### WORK REQUIRED
Provide again, from the entries below, every line from the one containing "if *code_hash == KECCAK_EMPTY" through the one containing "the empty root or a cached ancestor", exactly as written, and no other line.

++++++++

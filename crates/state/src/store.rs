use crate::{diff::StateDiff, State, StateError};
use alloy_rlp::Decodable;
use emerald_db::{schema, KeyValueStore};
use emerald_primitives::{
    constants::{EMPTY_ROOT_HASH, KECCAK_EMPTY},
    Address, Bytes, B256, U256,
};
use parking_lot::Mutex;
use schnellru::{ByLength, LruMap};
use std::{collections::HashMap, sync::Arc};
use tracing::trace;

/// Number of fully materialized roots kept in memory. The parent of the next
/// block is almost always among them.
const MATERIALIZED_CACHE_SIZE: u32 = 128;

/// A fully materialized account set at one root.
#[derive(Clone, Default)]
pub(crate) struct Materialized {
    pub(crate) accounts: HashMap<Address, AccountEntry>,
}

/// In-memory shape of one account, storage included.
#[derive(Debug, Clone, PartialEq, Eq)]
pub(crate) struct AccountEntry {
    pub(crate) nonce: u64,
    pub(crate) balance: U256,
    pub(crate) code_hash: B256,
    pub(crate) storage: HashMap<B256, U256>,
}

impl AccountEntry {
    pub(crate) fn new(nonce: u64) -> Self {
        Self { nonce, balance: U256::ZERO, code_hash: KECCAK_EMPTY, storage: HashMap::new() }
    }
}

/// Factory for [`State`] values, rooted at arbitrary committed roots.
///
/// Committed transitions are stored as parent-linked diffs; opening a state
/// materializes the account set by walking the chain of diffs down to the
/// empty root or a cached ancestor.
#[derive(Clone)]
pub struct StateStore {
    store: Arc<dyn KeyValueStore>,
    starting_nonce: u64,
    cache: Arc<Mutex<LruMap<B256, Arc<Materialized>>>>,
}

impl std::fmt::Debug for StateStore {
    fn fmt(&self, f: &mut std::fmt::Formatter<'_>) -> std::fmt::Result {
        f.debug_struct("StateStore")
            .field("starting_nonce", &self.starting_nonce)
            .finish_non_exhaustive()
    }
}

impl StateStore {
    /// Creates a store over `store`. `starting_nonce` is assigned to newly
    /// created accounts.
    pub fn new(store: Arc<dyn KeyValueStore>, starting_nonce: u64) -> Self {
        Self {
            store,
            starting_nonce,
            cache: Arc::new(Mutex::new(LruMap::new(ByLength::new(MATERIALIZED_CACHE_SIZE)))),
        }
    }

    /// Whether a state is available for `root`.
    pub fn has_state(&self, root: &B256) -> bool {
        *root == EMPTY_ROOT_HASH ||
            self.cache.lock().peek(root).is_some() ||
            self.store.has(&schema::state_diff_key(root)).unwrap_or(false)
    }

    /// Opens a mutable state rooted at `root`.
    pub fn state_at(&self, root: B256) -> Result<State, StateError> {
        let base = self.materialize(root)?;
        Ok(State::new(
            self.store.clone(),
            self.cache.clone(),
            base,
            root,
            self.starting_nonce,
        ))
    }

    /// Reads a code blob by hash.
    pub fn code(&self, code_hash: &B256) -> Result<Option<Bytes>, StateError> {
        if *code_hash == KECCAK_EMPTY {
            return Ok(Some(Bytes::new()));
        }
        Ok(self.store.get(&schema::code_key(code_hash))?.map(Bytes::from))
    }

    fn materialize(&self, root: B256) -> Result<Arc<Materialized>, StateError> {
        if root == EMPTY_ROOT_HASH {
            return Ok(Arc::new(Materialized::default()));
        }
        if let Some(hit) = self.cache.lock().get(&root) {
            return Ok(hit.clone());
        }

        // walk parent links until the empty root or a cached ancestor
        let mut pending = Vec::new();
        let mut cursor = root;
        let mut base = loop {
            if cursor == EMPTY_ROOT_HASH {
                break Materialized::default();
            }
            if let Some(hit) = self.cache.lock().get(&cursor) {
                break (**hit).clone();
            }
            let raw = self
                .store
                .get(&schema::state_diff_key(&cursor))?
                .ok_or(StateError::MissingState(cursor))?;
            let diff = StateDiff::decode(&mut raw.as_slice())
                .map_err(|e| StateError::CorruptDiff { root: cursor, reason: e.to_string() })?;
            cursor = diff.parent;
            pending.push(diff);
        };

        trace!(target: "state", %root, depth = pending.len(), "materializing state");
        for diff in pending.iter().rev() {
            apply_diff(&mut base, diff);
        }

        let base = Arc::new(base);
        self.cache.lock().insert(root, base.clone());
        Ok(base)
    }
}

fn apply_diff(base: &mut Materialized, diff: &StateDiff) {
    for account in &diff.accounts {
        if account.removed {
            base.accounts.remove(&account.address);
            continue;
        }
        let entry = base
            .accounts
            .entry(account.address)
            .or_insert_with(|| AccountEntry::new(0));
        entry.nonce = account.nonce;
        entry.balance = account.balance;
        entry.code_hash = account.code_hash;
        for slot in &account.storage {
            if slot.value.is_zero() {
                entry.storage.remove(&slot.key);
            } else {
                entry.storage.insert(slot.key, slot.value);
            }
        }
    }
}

++++++++

### EXERCISE OUTPUT
        if *code_hash == KECCAK_EMPTY {
            return Ok(Some(Bytes::new()));
        }
        Ok(self.store.get(&schema::code_key(code_hash))?.map(Bytes::from))
    }

    fn materialize(&self, root: B256) -> Result<Arc<Materialized>, StateError> {
        if root == EMPTY_ROOT_HASH {
            return Ok(Arc::new(Materialized::default()));
        }
        if let Some(hit) = self.cache.lock().get(&root) {
            return Ok(hit.clone());
        }

        // walk parent links until the empty root or a cached ancestor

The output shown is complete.